WHAT NEEDS TO BE DONE
Copy all records verbatim.

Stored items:
// Copyright (c) 2025 Kirky.X
//
// Licensed under the MIT License
// See LICENSE file in the project root for full license information.

use crate::config::settings::Settings;
use crate::engines::throttle::AutoThrottle;
use crate::engines::traits::{EngineError, FetchEngine, FetchRequest, FetchResponse};
use crate::engines::user_agent::UserAgentPool;
use crate::infrastructure::metrics::FETCH_RETRIES;
use crate::utils::retry_policy::{is_retryable_status, RetryPolicy};
use metrics::counter;
use std::sync::Arc;
use std::time::Duration;
use thiserror::Error;
use tracing::debug;
use url::Url;

/// 分类后的抓取失败
#[derive(Error, Debug)]
pub enum FetchError {
    /// 页面不存在，分页的唯一终止信号
    #[error("{url} returned 404")]
    NotFound { url: Url },

    /// 非瞬时的HTTP错误（例如403），不重试
    #[error("{url} rejected with HTTP {status}")]
    Rejected { url: Url, status: u16 },

    /// 瞬时故障重试次数耗尽
    #[error("{url} failed after {attempts} attempts: {source}")]
    RetriesExhausted {
        url: Url,
        attempts: u32,
        #[source]
        source: EngineError,
    },

    /// 不可重试的传输错误
    #[error("{url} failed: {source}")]
    Failed {
        url: Url,
        #[source]
        source: EngineError,
    },
}

impl FetchError {
    pub fn is_not_found(&self) -> bool {
        matches!(self, FetchError::NotFound { .. })
    }
}

/// 下载器
///
/// 在抓取引擎之上叠加节流、User-Agent轮换、超时和重试
pub struct Downloader {
    engine: Arc<dyn FetchEngine>,
    throttle: AutoThrottle,
    retry_policy: RetryPolicy,
    user_agents: UserAgentPool,
    timeout: Duration,
}

impl Downloader {
    pub fn new(engine: Arc<dyn FetchEngine>, settings: &Settings) -> Self {
        Self {
            engine,
            throttle: AutoThrottle::from_settings(&settings.throttle),
            retry_policy: RetryPolicy::from(&settings.retry),
            user_agents: UserAgentPool::new(&settings.crawler.user_agents),
            timeout: Duration::from_secs(settings.crawler.download_timeout_secs),
        }
    }

    /// 抓取页面
    ///
    /// # 返回值
    ///
    /// * `Ok(FetchResponse)` - 2xx响应
    /// * `Err(FetchError)` - 404、被拒绝、重试耗尽或不可重试的错误
    pub async fn fetch(&self, url: &Url) -> Result<FetchResponse, FetchError> {
        let mut retries = 0;
        loop {
            self.throttle.acquire().await;

            let request = FetchRequest {
                url: url.clone(),
                timeout: self.timeout,
                user_agent: self.user_agents.pick().to_string(),
            };

            let failure = match self.engine.fetch(&request).await {
                Ok(response) => {
                    self.throttle
                        .record_response(response.response_time, response.status_code);
                    if response.is_success() {
                        return Ok(response);
                    }
                    match response.status_code {
                        404 => return Err(FetchError::NotFound { url: url.clone() }),
                        status if is_retryable_status(status) => EngineError::HttpStatus(status),
                        status => {
                            return Err(FetchError::Rejected {
                                url: url.clone(),
                                status,
                            })
                        }
                    }
                }
                Err(e) if e.is_retryable() => e,
                Err(e) => {
                    return Err(FetchError::Failed {
                        url: url.clone(),
                        source: e,
                    })
                }
            };

            if !self.retry_policy.should_retry(retries) {
                return Err(FetchError::RetriesExhausted {
                    url: url.clone(),
                    attempts: retries + 1,
                    source: failure,
                });
            }

            retries += 1;
            counter!(FETCH_RETRIES).increment(1);
            debug!(
                "Retrying {} ({}/{}) after: {}",
                url, retries, self.retry_policy.max_retries, failure
            );
            tokio::time::sleep(self.retry_policy.calculate_backoff(retries)).await;
        }
    }
}
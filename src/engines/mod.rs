// Copyright (c) 2025 Kirky.X
//
// Licensed under the MIT License
// See LICENSE file in the project root for full license information.

pub mod downloader;
pub mod reqwest_engine;
pub mod throttle;
pub mod traits;
pub mod user_agent;
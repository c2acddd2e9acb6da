// Copyright (c) 2025 Kirky.X
//
// Licensed under the MIT License
// See LICENSE file in the project root for full license information.

/// 表格目标实现
pub mod google_sheets;
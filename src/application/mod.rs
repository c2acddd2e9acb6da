// Copyright (c) 2025 Kirky.X
//
// Licensed under the MIT License
// See LICENSE file in the project root for full license information.

/// 应用程序模块
///
/// 编排领域服务、引擎和工作池，完成一次爬取运行
pub mod use_cases;
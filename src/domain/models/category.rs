// Copyright (c) 2025 Kirky.X
//
// Licensed under the MIT License
// See LICENSE file in the project root for full license information.

use crate::utils::url_utils;
use std::hash::{Hash, Hasher};
use std::sync::Arc;
use url::Url;

/// 分类引用
///
/// 从种子页面发现的分类链接，身份只由URL决定
#[derive(Debug, Clone)]
pub struct CategoryRef {
    /// 锚点文字，解析不到时为 "Unknown"
    pub name: String,
    /// 规范化后的分类URL
    pub url: Url,
}

impl PartialEq for CategoryRef {
    fn eq(&self, other: &Self) -> bool {
        self.url == other.url
    }
}

impl Eq for CategoryRef {}

impl Hash for CategoryRef {
    fn hash<H: Hasher>(&self, state: &mut H) {
        self.url.hash(state);
    }
}

/// 分页游标
///
/// 每个分类一个，只会通过 `next` 生成下一页
#[derive(Debug, Clone)]
pub struct PageCursor {
    pub category: Arc<CategoryRef>,
    pub page: u32,
}

impl PageCursor {
    /// 分类的第一页
    pub fn first(category: Arc<CategoryRef>) -> Self {
        Self { category, page: 1 }
    }

    pub fn next(&self) -> Self {
        Self {
            category: Arc::clone(&self.category),
            page: self.page + 1,
        }
    }

    /// 当前页的URL：第一页为分类URL，之后在末尾追加页码
    pub fn page_url(&self) -> Result<Url, url::ParseError> {
        url_utils::page_url(&self.category.url, self.page)
    }
}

RESPONSE TO THE TASK
// Copyright (c) 2025 Kirky.X
//
// Licensed under the MIT License
// See LICENSE file in the project root for full license information.

use crate::config::settings::Settings;
use crate::engines::throttle::AutoThrottle;
use crate::engines::traits::{EngineError, FetchEngine, FetchRequest, FetchResponse};
use crate::engines::user_agent::UserAgentPool;
use crate::infrastructure::metrics::FETCH_RETRIES;
use crate::utils::retry_policy::{is_retryable_status, RetryPolicy};
use metrics::counter;
use std::sync::Arc;
use std::time::Duration;
use thiserror::Error;
use tracing::debug;
use url::Url;

/// 分类后的抓取失败
#[derive(Error, Debug)]
pub enum FetchError {
    /// 页面不存在，分页的唯一终止信号
    #[error("{url} returned 404")]
    NotFound { url: Url },

    /// 非瞬时的HTTP错误（例如403），不重试
    #[error("{url} rejected with HTTP {status}")]
    Rejected { url: Url, status: u16 },

    /// 瞬时故障重试次数耗尽
    #[error("{url} failed after {attempts} attempts: {source}")]
    RetriesExhausted {
        url: Url,
        attempts: u32,
        #[source]
        source: EngineError,
    },

    /// 不可重试的传输错误
    #[error("{url} failed: {source}")]
    Failed {
        url: Url,
        #[source]
        source: EngineError,
    },
}

impl FetchError {
    pub fn is_not_found(&self) -> bool {
        matches!(self, FetchError::NotFound { .. })
    }
}

/// 下载器
///
/// 在抓取引擎之上叠加节流、User-Agent轮换、超时和重试
pub struct Downloader {
    engine: Arc<dyn FetchEngine>,
    throttle: AutoThrottle,
    retry_policy: RetryPolicy,
    user_agents: UserAgentPool,
    timeout: Duration,
}

impl Downloader {
    pub fn new(engine: Arc<dyn FetchEngine>, settings: &Settings) -> Self {
        Self {
            engine,
            throttle: AutoThrottle::from_settings(&settings.throttle),
            retry_policy: RetryPolicy::from(&settings.retry),
            user_agents: UserAgentPool::new(&settings.crawler.user_agents),
            timeout: Duration::from_secs(settings.crawler.download_timeout_secs),
        }
    }

    /// 抓取页面
    ///
    /// # 返回值
    ///
    /// * `Ok(FetchResponse)` - 2xx响应
    /// * `Err(FetchError)` - 404、被拒绝、重试耗尽或不可重试的错误
    pub async fn fetch(&self, url: &Url) -> Result<FetchResponse, FetchError> {
        let mut retries = 0;
        loop {
            self.throttle.acquire().await;

            let request = FetchRequest {
                url: url.clone(),
                timeout: self.timeout,
                user_agent: self.user_agents.pick().to_string(),
            };

            let failure = match self.engine.fetch(&request).await {
                Ok(response) => {
                    self.throttle
                        .record_response(response.response_time, response.status_code);
                    if response.is_success() {
                        return Ok(response);
                    }
                    match response.status_code {
                        404 => return Err(FetchError::NotFound { url: url.clone() }),
                        status if is_retryable_status(status) => EngineError::HttpStatus(status),
                        status => {
                            return Err(FetchError::Rejected {
                                url: url.clone(),
                                status,
                            })
                        }
                    }
                }
                Err(e) if e.is_retryable() => e,
                Err(e) => {
                    return Err(FetchError::Failed {
                        url: url.clone(),
                        source: e,
                    })
                }
            };

            if !self.retry_policy.should_retry(retries) {
                return Err(FetchError::RetriesExhausted {
                    url: url.clone(),
                    attempts: retries + 1,
                    source: failure,
                });
            }

            retries += 1;
            counter!(FETCH_RETRIES).increment(1);
            debug!(
                "Retrying {} ({}/{}) after: {}",
                url, retries, self.retry_policy.max_retries, failure
            );
            tokio::time::sleep(self.retry_policy.calculate_backoff(retries)).await;
        }
    }
}
filename src/engines/mod.rs
// Copyright (c) 2025 Kirky.X
//
// Licensed under the MIT License
// See LICENSE file in the project root for full license information.

pub mod downloader;
pub mod reqwest_engine;
pub mod throttle;
pub mod traits;
pub mod user_agent;
repository c2acddd2e9acb6da
// Copyright (c) 2025 Kirky.X
//
// Licensed under the MIT License
// See LICENSE file in the project root for full license information.

/// 表格目标实现
pub mod google_sheets;
filename src/application/mod.rs
repository c2acddd2e9acb6da
// Copyright (c) 2025 Kirky.X
//
// Licensed under the MIT License
// See LICENSE file in the project root for full license information.

/// 应用程序模块
///
/// 编排领域服务、引擎和工作池，完成一次爬取运行
pub mod use_cases;
filename src/domain/models/category.rs
// Copyright (c) 2025 Kirky.X
//
// Licensed under the MIT License
// See LICENSE file in the project root for full license information.

use crate::utils::url_utils;
use std::hash::{Hash, Hasher};
use std::sync::Arc;
use url::Url;

/// 分类引用
///
/// 从种子页面发现的分类链接，身份只由URL决定
#[derive(Debug, Clone)]
pub struct CategoryRef {
    /// 锚点文字，解析不到时为 "Unknown"
    pub name: String,
    /// 规范化后的分类URL
    pub url: Url,
}

impl PartialEq for CategoryRef {
    fn eq(&self, other: &Self) -> bool {
        self.url == other.url
    }
}

impl Eq for CategoryRef {}

impl Hash for CategoryRef {
    fn hash<H: Hasher>(&self, state: &mut H) {
        self.url.hash(state);
    }
}

/// 分页游标
///
/// 每个分类一个，只会通过 `next` 生成下一页
#[derive(Debug, Clone)]
pub struct PageCursor {
    pub category: Arc<CategoryRef>,
    pub page: u32,
}

impl PageCursor {
    /// 分类的第一页
    pub fn first(category: Arc<CategoryRef>) -> Self {
        Self { category, page: 1 }
    }

    pub fn next(&self) -> Self {
        Self {
            category: Arc::clone(&self.category),
            page: self.page + 1,
        }
    }

    /// 当前页的URL：第一页为分类URL，之后在末尾追加页码
    pub fn page_url(&self) -> Result<Url, url::ParseError> {
        url_utils::page_url(&self.category.url, self.page)
    }
}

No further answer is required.